Symmetry, Integrability and Geometry: Methods and Applications (SIGMA)


SIGMA 4 (2008), 016, 11 pages      arXiv:0802.0751      http://dx.doi.org/10.3842/SIGMA.2008.016
Contribution to the Proceedings of the Seventh International Conference Symmetry in Nonlinear Mathematical Physics

The Variational Principle for the Uniform Acceleration and Quasi-Spin in Two Dimensional Space-Time

Roman Ya. Matsyuk
Institute for Applied Problems in Mechanics and Mathematics, 15 Dudayev Str., L'viv, Ukraine

Received October 31, 2007, in final form January 18, 2008; Published online February 06, 2008; Some errors are corrected March 27, 2008

Abstract
The variational principle and the corresponding differential equation for geodesic circles in two dimensional (pseudo)-Riemannian space are being discovered. The relationship with the physical notion of uniformly accelerated relativistic particle is emphasized.
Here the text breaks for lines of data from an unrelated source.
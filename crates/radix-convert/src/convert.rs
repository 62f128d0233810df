//! Radix-to-radix conversion through a decimal pivot.
//!
//! ```text
//! validate ─▶ "0" fast path ─▶ to_decimal (unless radix 10) ─▶ render
//!                                                              ├─ unary: tally marks
//!                                                              └─ positional: alphabet digits
//! ```

use tracing::{debug, trace};

use crate::alphabet::TALLY;
use crate::decode::{to_decimal, DigitParsing};
use crate::encode::{encode_positional, encode_unary, from_decimal, Sign};
use crate::error::ConvertError;
use crate::radix::Radix;

// ============================================================================
// OPTIONS
// ============================================================================

/// Tunables for a [`Converter`].
#[derive(Debug, Clone, Copy, PartialEq, Eq)]
#[cfg_attr(
    feature = "serde",
    derive(serde::Serialize, serde::Deserialize),
    serde(default)
)]
pub struct ConvertOptions {
    /// Mark repeated for unary output.
    pub tally: char,
    /// How non-decimal input digits are read.
    pub digits: DigitParsing,
}

impl Default for ConvertOptions {
    fn default() -> Self {
        Self {
            tally: TALLY,
            digits: DigitParsing::Alphabet,
        }
    }
}

impl ConvertOptions {
    pub fn with_tally(mut self, tally: char) -> Self {
        self.tally = tally;
        self
    }

    pub fn with_digit_parsing(mut self, digits: DigitParsing) -> Self {
        self.digits = digits;
        self
    }
}

// ============================================================================
// CONVERTER
// ============================================================================

/// Converts digit strings between radices 1..=160.
#[derive(Debug, Clone, Copy, Default, PartialEq, Eq)]
pub struct Converter {
    options: ConvertOptions,
}

impl Converter {
    pub fn new(options: ConvertOptions) -> Self {
        Self { options }
    }

    pub fn options(&self) -> &ConvertOptions {
        &self.options
    }

    /// Convert `number` from `from_base` to `to_base`.
    ///
    /// Fails if the input is empty, either radix is outside 1..=160, the
    /// input has a digit the source radix does not know, the value leaves
    /// the 64-bit range, or the target is unary and the value is not
    /// positive.
    pub fn convert(
        &self,
        number: &str,
        from_base: u32,
        to_base: u32,
    ) -> Result<String, ConvertError> {
        let result = self
            .validate(number, from_base, to_base)
            .and_then(|(from, to)| self.convert_radix(number, from, to));

        if let Err(err) = &result {
            debug!(number, from_base, to_base, %err, "conversion failed");
        }
        result
    }

    /// Decimal to binary.
    pub fn convert_default(&self, number: &str) -> Result<String, ConvertError> {
        self.convert(number, 10, 2)
    }

    /// Convert between already validated radices.
    pub fn convert_radix(
        &self,
        number: &str,
        from: Radix,
        to: Radix,
    ) -> Result<String, ConvertError> {
        if number.is_empty() {
            return Err(ConvertError::EmptyInput);
        }

        // "0" is the zero digit everywhere except Base58 and Base64
        if number == "0" && !from.is_bespoke() && !to.is_bespoke() {
            trace!(%from, %to, "zero fast path");
            return if to.is_unary() {
                Err(ConvertError::UnrepresentableZero)
            } else {
                Ok("0".to_string())
            };
        }

        let pivot = to_decimal(number, from, self.options.digits)?;
        trace!(%from, pivot, "decimal pivot");

        if to.is_unary() {
            trace!(pivot, "rendering tally");
            return encode_unary(pivot, self.options.tally);
        }

        // The sign comes from the text as written, the magnitude from the pivot
        let sign = Sign::of_literal(number);
        trace!(%to, ?sign, "rendering positional digits");
        Ok(encode_positional(sign, pivot.unsigned_abs(), to))
    }

    /// Read `digits` in `radix` into the decimal pivot.
    pub fn to_decimal(&self, digits: &str, radix: Radix) -> Result<i64, ConvertError> {
        to_decimal(digits, radix, self.options.digits)
    }

    /// Render a decimal pivot in `radix`.
    pub fn from_decimal(&self, value: i64, radix: Radix) -> Result<String, ConvertError> {
        from_decimal(value, radix, self.options.tally)
    }

    fn validate(
        &self,
        number: &str,
        from_base: u32,
        to_base: u32,
    ) -> Result<(Radix, Radix), ConvertError> {
        if number.is_empty() {
            return Err(ConvertError::EmptyInput);
        }
        Ok((Radix::new(from_base)?, Radix::new(to_base)?))
    }
}

/// Convert `number` from `from_base` to `to_base` with default options.
pub fn convert(number: &str, from_base: u32, to_base: u32) -> Result<String, ConvertError> {
    Converter::default().convert(number, from_base, to_base)
}

// ============================================================================
// TESTS
// ============================================================================
//! Rendering a decimal pivot in a target radix.
//!
//! Positional radices repeatedly divide the magnitude and map remainders
//! through the radix's alphabet. Radix 1 has no positional form and is
//! written as a run of tally marks instead.

use crate::alphabet::MAX_TALLY_LEN;
use crate::error::ConvertError;
use crate::radix::Radix;

/// Sign of a number
#[derive(Debug, Clone, Copy, PartialEq, Eq)]
pub enum Sign {
    Positive,
    Negative,
}

impl Sign {
    /// Sign written at the front of a digit string.
    pub fn of_literal(number: &str) -> Self {
        if number.starts_with('-') {
            Sign::Negative
        } else {
            Sign::Positive
        }
    }

    /// Sign of a pivot value. Zero counts as positive.
    pub fn of_value(value: i64) -> Self {
        if value < 0 {
            Sign::Negative
        } else {
            Sign::Positive
        }
    }

    /// Split a leading `-` off a digit string.
    pub fn split(number: &str) -> (Self, &str) {
        match number.strip_prefix('-') {
            Some(rest) => (Sign::Negative, rest),
            None => (Sign::Positive, number),
        }
    }
}

/// Write `value` as `value` repetitions of `tally`.
///
/// Unary has no mark for zero and no sign, so both are rejected. Runs longer
/// than [`MAX_TALLY_LEN`] marks, or that the allocator refuses, are
/// reported as [`ConvertError::TallyTooLong`].
pub fn encode_unary(value: i64, tally: char) -> Result<String, ConvertError> {
    if value == 0 {
        return Err(ConvertError::UnrepresentableZero);
    }
    if value < 0 {
        return Err(ConvertError::UnrepresentableNegativeUnary(value));
    }
    let too_long = ConvertError::TallyTooLong {
        marks: value,
        max: MAX_TALLY_LEN,
    };
    let count = usize::try_from(value)
        .ok()
        .filter(|&n| n <= MAX_TALLY_LEN)
        .ok_or_else(|| too_long.clone())?;
    let bytes = count
        .checked_mul(tally.len_utf8())
        .ok_or_else(|| too_long.clone())?;

    let mut out = String::new();
    out.try_reserve_exact(bytes).map_err(|_| too_long)?;
    out.extend(std::iter::repeat(tally).take(count));
    Ok(out)
}

/// Write `magnitude` in a positional `radix`, prefixed with `-` when
/// `sign` is negative and the magnitude is non-zero.
///
/// Zero is written with the radix's own zero symbol (`1` in Base58, `A` in
/// Base64).
pub(crate) fn encode_positional(sign: Sign, magnitude: u64, radix: Radix) -> String {
    debug_assert!(!radix.is_unary(), "unary has no positional digits");

    let symbols = radix.alphabet();
    if magnitude == 0 {
        return symbols[0].to_string();
    }

    let base = radix.get() as u64;
    let mut remaining = magnitude;
    let mut digits = Vec::new();

    // Least significant digit first
    while remaining > 0 {
        digits.push(symbols[(remaining % base) as usize]);
        remaining /= base;
    }

    let mut out = String::with_capacity(digits.len() + 1);
    if sign == Sign::Negative {
        out.push('-');
    }
    out.extend(digits.iter().rev());
    out
}

/// Render a signed pivot in `radix`, using `tally` when the radix is unary.
pub fn from_decimal(value: i64, radix: Radix, tally: char) -> Result<String, ConvertError> {
    if radix.is_unary() {
        return encode_unary(value, tally);
    }
    Ok(encode_positional(
        Sign::of_value(value),
        value.unsigned_abs(),
        radix,
    ))
}

// ============================================================================
// TESTS
// ============================================================================
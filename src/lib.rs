pub mod application;
pub mod domain;
pub mod infrastructure;

pub use application::bootstrap::{bootstrap_workspace, BootstrapResult};
pub use application::commands::{
    complete_task_impl, create_fixed_block_impl, create_task_impl, delete_fixed_block_impl,
    delete_task_impl, generate_schedule_impl, get_timer_state_impl, list_fixed_blocks_impl,
    list_tasks_impl, start_timer_impl, stop_timer_impl, update_task_impl, PlannerState,
    TimerStateResponse,
};
pub use application::scheduler::{
    fill_revision, generate_daily_schedule, pace_tasks, place_fixed_blocks, PacingPolicy,
};
pub use domain::models::{
    ActivityKind, DaySelector, FixedBlock, Priority, ScheduledActivity, Task,
};
pub use domain::slots::{normalize, overlap_minutes, subtract_range, total_minutes, TimeSlot};
pub use infrastructure::clock::{Clock, FixedClock, SystemClock};
pub use infrastructure::error::InfraError;
pub use infrastructure::ids::{CounterIdGenerator, IdGenerator};
pub use infrastructure::repository::{
    BacklogRepository, InMemoryBacklogRepository, LoadedBacklog, SqliteBacklogRepository,
};
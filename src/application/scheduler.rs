use crate::domain::models::{ActivityKind, FixedBlock, ScheduledActivity, Task};
use crate::domain::slots::{self, TimeSlot};
use crate::infrastructure::ids::IdGenerator;
use chrono::{DateTime, Datelike, Duration, NaiveDate, TimeZone, Utc};

const SECONDS_PER_DAY: f64 = 86_400.0;

#[derive(Debug, Clone, PartialEq, Eq)]
pub struct PacingPolicy {
    pub min_chunk_minutes: u32,
    pub chunk_ceiling_minutes: u32,
    pub break_minutes: u32,
    pub buffer_days: u32,
    pub revision_block_minutes: u32,
}

impl Default for PacingPolicy {
    fn default() -> Self {
        Self {
            min_chunk_minutes: 30,
            chunk_ceiling_minutes: 120,
            break_minutes: 5,
            buffer_days: 1,
            revision_block_minutes: 60,
        }
    }
}

// Pipeline order is fixed: fixed blocks claim their spans first, task chunks
// are packed into what is left, revision filler consumes the rest. The only
// side effect is the in-place update of each task's remaining minutes.
pub fn generate_daily_schedule(
    date: NaiveDate,
    now: DateTime<Utc>,
    tasks: &mut [Task],
    fixed_blocks: &[FixedBlock],
    policy: &PacingPolicy,
    ids: &dyn IdGenerator,
) -> Vec<ScheduledActivity> {
    let (free, mut activities) = place_fixed_blocks(date, now, fixed_blocks, ids);
    let (free, task_activities) = pace_tasks(free, tasks, date, now, policy, ids);
    activities.extend(task_activities);
    activities.extend(fill_revision(free, policy, ids));

    activities.sort_by(|left, right| {
        left.start_at
            .cmp(&right.start_at)
            .then(left.end_at.cmp(&right.end_at))
    });
    activities
}

// Projects matching fixed blocks onto the day and carves them out of the
// free-time set. A block that already started is not reported again but
// still blocks the remainder of its span, so subtraction is unconditional.
pub fn place_fixed_blocks(
    date: NaiveDate,
    now: DateTime<Utc>,
    fixed_blocks: &[FixedBlock],
    ids: &dyn IdGenerator,
) -> (Vec<TimeSlot>, Vec<ScheduledActivity>) {
    let day_start = Utc.from_utc_datetime(&date.and_hms_opt(0, 0, 0).expect("valid midnight"));
    let day_end = day_start + Duration::days(1);
    let free_start = if now > day_start { now } else { day_start };

    let mut free = if free_start < day_end {
        vec![TimeSlot::new(free_start, day_end)]
    } else {
        Vec::new()
    };

    let mut activities = Vec::new();
    for block in fixed_blocks {
        if !block.day.matches(date.weekday()) {
            continue;
        }
        let (Some(start_time), Some(end_time)) = (block.start_time(), block.end_time()) else {
            continue;
        };
        let start_at = Utc.from_utc_datetime(&date.and_time(start_time));
        let end_at = Utc.from_utc_datetime(&date.and_time(end_time));
        if end_at <= start_at {
            continue;
        }

        if end_at > free_start {
            activities.push(ScheduledActivity {
                id: ids.next_id("act"),
                kind: ActivityKind::FixedBlock,
                label: block.label.clone(),
                start_at,
                end_at,
                task_id: None,
            });
        }
        free = slots::subtract_range(free, start_at, end_at);
    }

    (free, activities)
}

// Orders the backlog by priority then deadline and greedily packs each
// task's daily goal into the free slots, interleaving short breaks. Updates
// the authoritative task records in place.
pub fn pace_tasks(
    free: Vec<TimeSlot>,
    tasks: &mut [Task],
    date: NaiveDate,
    now: DateTime<Utc>,
    policy: &PacingPolicy,
    ids: &dyn IdGenerator,
) -> (Vec<TimeSlot>, Vec<ScheduledActivity>) {
    let mut order: Vec<usize> = tasks
        .iter()
        .enumerate()
        .filter(|(_, task)| task.is_pending())
        .map(|(index, _)| index)
        .collect();
    order.sort_by(|&left, &right| {
        tasks[left]
            .priority
            .rank()
            .cmp(&tasks[right].priority.rank())
            .then(tasks[left].deadline.cmp(&tasks[right].deadline))
    });

    let mut free = free;
    let mut activities = Vec::new();

    for index in order {
        let daily_goal = daily_goal_minutes(&tasks[index], now, policy);
        let mut scheduled_today: u32 = 0;

        free.sort_unstable_by(|left, right| left.start.cmp(&right.start));
        let mut slot_index = 0;
        while slot_index < free.len() {
            if tasks[index].remaining_minutes == 0 || scheduled_today >= daily_goal {
                break;
            }
            let slot = free[slot_index];
            let slot_minutes = slot.minutes();
            if slot_minutes <= 0 {
                slot_index += 1;
                continue;
            }

            let goal_left = daily_goal - scheduled_today;
            let chunk = tasks[index]
                .remaining_minutes
                .min(goal_left)
                .min(slot_minutes.min(i64::from(u32::MAX)) as u32);
            // A sub-minimum chunk skips this slot, not the whole task.
            if chunk < policy.min_chunk_minutes {
                slot_index += 1;
                continue;
            }

            let chunk_end = slot.start + Duration::minutes(i64::from(chunk));
            activities.push(ScheduledActivity {
                id: ids.next_id("act"),
                kind: ActivityKind::Task,
                label: tasks[index].name.clone(),
                start_at: slot.start,
                end_at: chunk_end,
                task_id: Some(tasks[index].id.clone()),
            });

            let fits_break =
                i64::from(chunk) + i64::from(policy.break_minutes) <= slot_minutes;
            let span_end = if fits_break {
                let break_end = chunk_end + Duration::minutes(i64::from(policy.break_minutes));
                activities.push(ScheduledActivity {
                    id: ids.next_id("act"),
                    kind: ActivityKind::Break,
                    label: "Break".to_string(),
                    start_at: chunk_end,
                    end_at: break_end,
                    task_id: None,
                });
                break_end
            } else {
                chunk_end
            };

            free = slots::subtract_range(free, slot.start, span_end);
            tasks[index].record_progress(chunk);
            tasks[index].last_scheduled_on = Some(date);
            scheduled_today += chunk;
            slot_index = 0;
        }
    }

    (free, activities)
}

// One buffer day is reserved before the deadline; the result is clamped to
// [min_chunk, chunk_ceiling]. A deadline today or already passed lifts the
// ceiling and targets the entire remaining duration.
fn daily_goal_minutes(task: &Task, now: DateTime<Utc>, policy: &PacingPolicy) -> u32 {
    let days_until = (task.deadline - now).num_seconds() as f64 / SECONDS_PER_DAY;
    if days_until <= 0.0 {
        return task.remaining_minutes;
    }
    let effective_days = (days_until - f64::from(policy.buffer_days)).max(1.0);
    let goal = (f64::from(task.remaining_minutes) / effective_days).ceil() as u32;
    goal.clamp(policy.min_chunk_minutes, policy.chunk_ceiling_minutes)
}

// Chops leftover free time into revision blocks of up to an hour, leaving
// sub-minimum tails unused.
pub fn fill_revision(
    free: Vec<TimeSlot>,
    policy: &PacingPolicy,
    ids: &dyn IdGenerator,
) -> Vec<ScheduledActivity> {
    let mut free = free;
    free.sort_unstable_by(|left, right| left.start.cmp(&right.start));

    let mut activities = Vec::new();
    for slot in free {
        let mut cursor = slot.start;
        while (slot.end - cursor).num_minutes() >= i64::from(policy.min_chunk_minutes) {
            let length = (slot.end - cursor)
                .num_minutes()
                .min(i64::from(policy.revision_block_minutes));
            let end = cursor + Duration::minutes(length);
            activities.push(ScheduledActivity {
                id: ids.next_id("act"),
                kind: ActivityKind::Revision,
                label: "Revision".to_string(),
                start_at: cursor,
                end_at: end,
                task_id: None,
            });
            cursor = end;
        }
    }
    activities
}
The known form of spin-curvature interaction emerges due to the presence of second order derivatives in the expression for the Lagrange function. The variational equation itself reduces to the unique invariant variational equation of constant Frenet curvature in two dimensional (pseudo)-Euclidean geometry.

Key words: covariant Ostrohrads'kyj mechanics; spin; concircular geometry; uniform acceleration.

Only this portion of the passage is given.